# Suspend/Resume problems with External HDD and display



## uruz (Jul 21, 2021)

edit, Jul 30, 2021:
The USB 3.0 external HDD (WD My Passport) enters its own suspend mode after 30 minutes of inactivity, and appears to resume with the system.  If I figure out the display or monitor, I'll give a further update and mark this solved.
--

Hello, all.

I just installed FreeBSD 13.0 after an attempt with 12.1 last year.  My desktop computer has had a problem with both versions with suspend/resume.  Following the Handbook, I also tested a Linux distribution, and it was able to suspend and resume all devices properly from live USB, so I assume this is a driver issue on FreeBSD.

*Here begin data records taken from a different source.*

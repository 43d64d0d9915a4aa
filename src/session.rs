//! Drive session: an authenticated client plus the current root index.
//!
//! The index is only rebuilt by [`DriveSession::refresh`]. Uploads, deletes
//! and updates leave it untouched, so it can go stale until the next refresh.

use std::path::{Path, PathBuf};
use std::sync::Arc;

use tracing::{debug, info};

use crate::client::{DriveClient, ROOT_FOLDER};
use crate::error::Result;
use crate::index::FileIndex;
use crate::models::{Permission, PermissionRole, RemoteFile};

/// How a caller identifies a file when the id is not at hand.
#[derive(Debug, Clone, Copy)]
pub enum FileRef<'a> {
    Id(&'a str),
    /// Resolved through the current root index.
    Title(&'a str),
}

/// Context object every Drive operation goes through.
pub struct DriveSession {
    client: DriveClient,
    index: Arc<FileIndex>,
}

impl DriveSession {
    /// Wrap a client and build the initial root index.
    pub async fn connect(client: DriveClient) -> Result<Self> {
        let mut session = Self::with_index(client, FileIndex::default());
        session.refresh().await?;
        Ok(session)
    }

    /// Wrap a client with an already built index; no network call.
    pub fn with_index(client: DriveClient, index: FileIndex) -> Self {
        Self {
            client,
            index: Arc::new(index),
        }
    }

    pub fn client(&self) -> &DriveClient {
        &self.client
    }

    /// The current snapshot.
    pub fn index(&self) -> Arc<FileIndex> {
        Arc::clone(&self.index)
    }

    /// Re-list the root folder and replace the index.
    ///
    /// The new snapshot is swapped in only once the full listing arrived; on
    /// error the previous one stays current.
    pub async fn refresh(&mut self) -> Result<Arc<FileIndex>> {
        let listing = self.client.list_children(ROOT_FOLDER).await?;
        let index = Arc::new(FileIndex::from_listing(listing));
        debug!(entries = index.len(), "root index refreshed");
        self.index = Arc::clone(&index);
        Ok(index)
    }

    pub fn id_for_title(&self, title: &str) -> Option<String> {
        self.index.id_for_title(title).map(str::to_owned)
    }

    pub fn title_for_id(&self, id: &str) -> Option<String> {
        self.index.title_for_id(id).map(str::to_owned)
    }

    /// Folder lookup against the root snapshot only; nested folders are not seen.
    pub fn folder_id(&self, title: &str) -> Option<String> {
        self.index.folder_id(title).map(str::to_owned)
    }

    pub fn folder_title(&self, id: &str) -> Option<String> {
        self.index.folder_title(id).map(str::to_owned)
    }

    /// Children of `folder_id`, fetched fresh.
    pub async fn list_files_in_folder(&self, folder_id: &str) -> Result<Vec<RemoteFile>> {
        self.client.list_children(folder_id).await
    }

    /// Id of the first child of `folder_id` titled `title`, in listing order.
    ///
    /// Bypasses the index and queries the folder every time.
    ///
    /// # Arguments
    /// * `folder_id` - The ID of the folder to search
    /// * `title` - Exact title to match
    pub async fn id_for_title_in_folder(
        &self,
        folder_id: &str,
        title: &str,
    ) -> Result<Option<String>> {
        let files = self.client.list_children(folder_id).await?;
        Ok(files.into_iter().find(|f| f.title == title).map(|f| f.id))
    }

    /// Title of the child of `folder_id` with id `file_id`.
    pub async fn title_for_id_in_folder(
        &self,
        folder_id: &str,
        file_id: &str,
    ) -> Result<Option<String>> {
        let files = self.client.list_children(folder_id).await?;
        Ok(files.into_iter().find(|f| f.id == file_id).map(|f| f.title))
    }

    /// First parent folder id of a file.
    ///
    /// A title unknown to the index yields `None` without a remote call.
    pub async fn folder_of_file(&self, file: FileRef<'_>) -> Result<Option<String>> {
        let file_id = match file {
            FileRef::Id(id) => id.to_string(),
            FileRef::Title(title) => match self.id_for_title(title) {
                Some(id) => id,
                None => return Ok(None),
            },
        };

        let metadata = self.client.get_file(&file_id).await?;
        Ok(metadata.parent().map(str::to_owned))
    }

    /// Upload a local file to the root folder.
    pub async fn upload_file(&self, local_path: &Path, title: &str) -> Result<RemoteFile> {
        let file = self.client.upload_file(local_path, title, None).await?;
        info!(id = %file.id, "uploaded file");
        Ok(file)
    }

    /// Upload a local file into a folder.
    ///
    /// # Arguments
    /// * `folder_id` - ID of the destination folder
    /// * `local_path` - Path to the local file
    /// * `title` - Title the file gets on Drive
    pub async fn upload_file_to_folder(
        &self,
        folder_id: &str,
        local_path: &Path,
        title: &str,
    ) -> Result<RemoteFile> {
        let file = self
            .client
            .upload_file(local_path, title, Some(folder_id))
            .await?;
        info!(id = %file.id, folder = folder_id, "uploaded file to folder");
        Ok(file)
    }

    pub async fn download_file(
        &self,
        file_id: &str,
        destination: &Path,
    ) -> Result<(RemoteFile, PathBuf)> {
        let (file, path) = self.client.download_file(file_id, destination).await?;
        info!(id = file_id, path = %path.display(), "downloaded file");
        Ok((file, path))
    }

    /// Download by id; Drive ids are global, so `folder_id` does not change the request.
    pub async fn download_file_from_folder(
        &self,
        folder_id: &str,
        file_id: &str,
        destination: &Path,
    ) -> Result<(RemoteFile, PathBuf)> {
        debug!(folder = folder_id, "downloading from folder");
        self.download_file(file_id, destination).await
    }

    /// Permanently delete a file in one call.
    pub async fn delete_file(&self, file_id: &str) -> Result<()> {
        self.client.delete_file(file_id).await?;
        info!(id = file_id, "deleted file");
        Ok(())
    }

    /// Move a file to the trash; reversible with [`DriveSession::untrash_file`].
    pub async fn trash_file(&self, file_id: &str) -> Result<RemoteFile> {
        let file = self.client.set_trashed(file_id, true).await?;
        info!(id = file_id, "trashed file");
        Ok(file)
    }

    pub async fn untrash_file(&self, file_id: &str) -> Result<RemoteFile> {
        let file = self.client.set_trashed(file_id, false).await?;
        info!(id = file_id, "restored file from trash");
        Ok(file)
    }

    /// Rename a file and replace its content with text.
    pub async fn update_file(
        &self,
        file_id: &str,
        new_title: &str,
        new_content: &str,
    ) -> Result<RemoteFile> {
        let file = self
            .client
            .update_file(file_id, new_title, new_content)
            .await?;
        info!(id = file_id, "updated file");
        Ok(file)
    }

    /// Same remote call as [`DriveSession::update_file`].
    ///
    /// # Arguments
    /// * `folder_id` - Folder the file lives in, only logged
    /// * `file_id` - The ID of the file to update
    /// * `new_title` - Title to set
    /// * `new_content` - Text that replaces the current content
    pub async fn update_file_in_folder(
        &self,
        folder_id: &str,
        file_id: &str,
        new_title: &str,
        new_content: &str,
    ) -> Result<RemoteFile> {
        debug!(folder = folder_id, "updating file in folder");
        self.update_file(file_id, new_title, new_content).await
    }

    pub async fn create_folder(&self, title: &str, parent_id: Option<&str>) -> Result<RemoteFile> {
        let folder = self.client.create_folder(title, parent_id).await?;
        info!(id = %folder.id, "created folder");
        Ok(folder)
    }

    /// Grant `email` access to a file.
    ///
    /// # Arguments
    /// * `file_id` - The ID of the file to share
    /// * `email` - Address of the user receiving access
    /// * `role` - Access level; `Owner` transfers ownership
    pub async fn share_file(
        &self,
        file_id: &str,
        email: &str,
        role: PermissionRole,
    ) -> Result<Permission> {
        let permission = self
            .client
            .create_permission(file_id, &Permission::user(email, role))
            .await?;
        info!(id = file_id, email, %role, "shared file");
        Ok(permission)
    }

    /// Revoke every user permission `email` holds on a file. Returns how many were removed.
    pub async fn remove_file_permission(&self, file_id: &str, email: &str) -> Result<usize> {
        let permissions = self.client.list_permissions(file_id).await?;
        let mut removed = 0;

        for permission in permissions.iter().filter(|p| p.is_user(email)) {
            let Some(permission_id) = permission.id.as_deref() else {
                continue;
            };
            self.client.delete_permission(file_id, permission_id).await?;
            removed += 1;
        }

        info!(id = file_id, email, removed, "removed file permissions");
        Ok(removed)
    }
}
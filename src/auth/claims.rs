//! Claims extraction from an opaque three-segment bearer token.

use base64::engine::general_purpose::{STANDARD_NO_PAD, URL_SAFE_NO_PAD};
use base64::Engine;
use serde::Deserialize;

use crate::shared::UserId;

/// Identity claims carried in the payload segment of a bearer token.
///
/// The backend also embeds `exp`; expiry enforcement is the server's job,
/// so it is ignored here.
#[derive(Debug, Clone, Deserialize, PartialEq, Eq)]
pub struct Claims {
    pub user_id: UserId,
    pub username: String,
    pub role: String,
}

/// Decode the payload segment of a dot-delimited bearer token.
///
/// Fails closed: any malformed input — wrong segment count, invalid
/// base64, non-JSON payload, missing fields — yields `None`. Never
/// panics, never returns an error.
pub fn decode_token(token: &str) -> Option<Claims> {
    let mut segments = token.split('.');
    let (Some(_header), Some(payload), Some(_signature), None) = (
        segments.next(),
        segments.next(),
        segments.next(),
        segments.next(),
    ) else {
        return None;
    };

    let bytes = decode_segment(payload)?;
    match serde_json::from_slice::<Claims>(&bytes) {
        Ok(claims) => Some(claims),
        Err(e) => {
            tracing::debug!("Token payload is not valid claims JSON: {}", e);
            None
        }
    }
}

/// Tokens in the wild use either base64url (JWT spec) or the standard
/// alphabet, with or without padding. Accept all four.
fn decode_segment(segment: &str) -> Option<Vec<u8>> {
    let trimmed = segment.trim_end_matches('=');
    URL_SAFE_NO_PAD
        .decode(trimmed)
        .or_else(|_| STANDARD_NO_PAD.decode(trimmed))
        .ok()
}

#[cfg(test)]
mod tests {
    use super::*;

    fn make_token(payload_json: &str) -> String {
        let payload = URL_SAFE_NO_PAD.encode(payload_json);
        format!("header.{payload}.signature")
    }

    #[test]
    fn test_decode_valid_token() {
        let token =
            make_token(r#"{"user_id":"u1","username":"alice","role":"user","exp":1700000000}"#);
        let claims = decode_token(&token).expect("claims should decode");
        assert_eq!(claims.user_id.as_str(), "u1");
        assert_eq!(claims.username, "alice");
        assert_eq!(claims.role, "user");
    }

    #[test]
    fn test_decode_padded_standard_base64() {
        let payload = base64::engine::general_purpose::STANDARD
            .encode(r#"{"user_id":"u2","username":"bob","role":"admin"}"#);
        let claims = decode_token(&format!("h.{payload}.s")).expect("claims should decode");
        assert_eq!(claims.username, "bob");
    }

    #[test]
    fn test_not_a_token_returns_none() {
        assert_eq!(decode_token("not-a-token"), None);
    }

    #[test]
    fn test_two_segments_returns_none() {
        assert_eq!(decode_token("a.b"), None);
    }

    #[test]
    fn test_four_segments_returns_none() {
        assert_eq!(decode_token("a.b.c.d"), None);
    }

    #[test]
    fn test_non_json_payload_returns_none() {
        let payload = URL_SAFE_NO_PAD.encode("definitely not json");
        assert_eq!(decode_token(&format!("a.{payload}.c")), None);
    }

    #[test]
    fn test_missing_claim_field_returns_none() {
        let token = make_token(r#"{"user_id":"u1"}"#);
        assert_eq!(decode_token(&token), None);
    }

    #[test]
    fn test_empty_string_returns_none() {
        assert_eq!(decode_token(""), None);
    }
}
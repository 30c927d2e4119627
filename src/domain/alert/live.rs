//! Live alert subscriptions over the realtime channel.
//!
//! Subscription messages are best-effort: if the session is not currently
//! connected they are dropped, not queued. The server rebuilds its picture
//! from whatever subscribe messages arrive after a reconnect, so there is
//! no replay on this side either.

use crate::domain::alert::AlertConfig;
use crate::shared::{AlertId, UserId};
use crate::ws::{MessageOut, Session};

/// Manages server-side alert subscriptions for one realtime session.
#[derive(Clone)]
pub struct AlertSubscriptions {
    session: Session,
}

impl AlertSubscriptions {
    pub fn new(session: Session) -> Self {
        Self { session }
    }

    /// Ask the server to start monitoring `config` for `user_id`.
    ///
    /// Infallible: when the channel is down the message is silently
    /// dropped. Confirmation arrives asynchronously at `on_alert_subscribed`
    /// listeners.
    pub fn subscribe(&self, user_id: &UserId, config: &AlertConfig) {
        let msg = MessageOut::SubscribeAlerts {
            user_id: user_id.clone(),
            alert_config: config.clone(),
        };
        if let Err(e) = self.session.send(msg) {
            tracing::debug!(
                symbol = %config.symbol,
                "Dropping alert subscription while disconnected: {}",
                e
            );
        }
    }

    /// Ask the server to stop monitoring `alert_id` for `user_id`.
    ///
    /// Same delivery contract as [`subscribe`](Self::subscribe).
    pub fn unsubscribe(&self, user_id: &UserId, alert_id: &AlertId) {
        let msg = MessageOut::UnsubscribeAlert {
            user_id: user_id.clone(),
            alert_id: alert_id.clone(),
        };
        if let Err(e) = self.session.send(msg) {
            tracing::debug!(
                alert_id = %alert_id,
                "Dropping alert unsubscription while disconnected: {}",
                e
            );
        }
    }

    /// The session this manager writes to.
    pub fn session(&self) -> &Session {
        &self.session
    }
}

I want to help by submitting the drivers to the mailing list, but how do I determine which ones are the problem?  If it is a matter of disabling them one-by-one, how would I do that?  And lastly, is there anything I can do to get things running, like installing specific drivers, or is that way above a rank amateur?

-
Here is a description of what I experience:

`acpiconf -s 3`
Everything apparently shuts down (fans spin down, mouse and keyboard lights go off, Western Digital MyBook external HDD light goes off), but Western Digital MyPassport external HDD light stays on and it continues to run (vibrates -- disc spinning).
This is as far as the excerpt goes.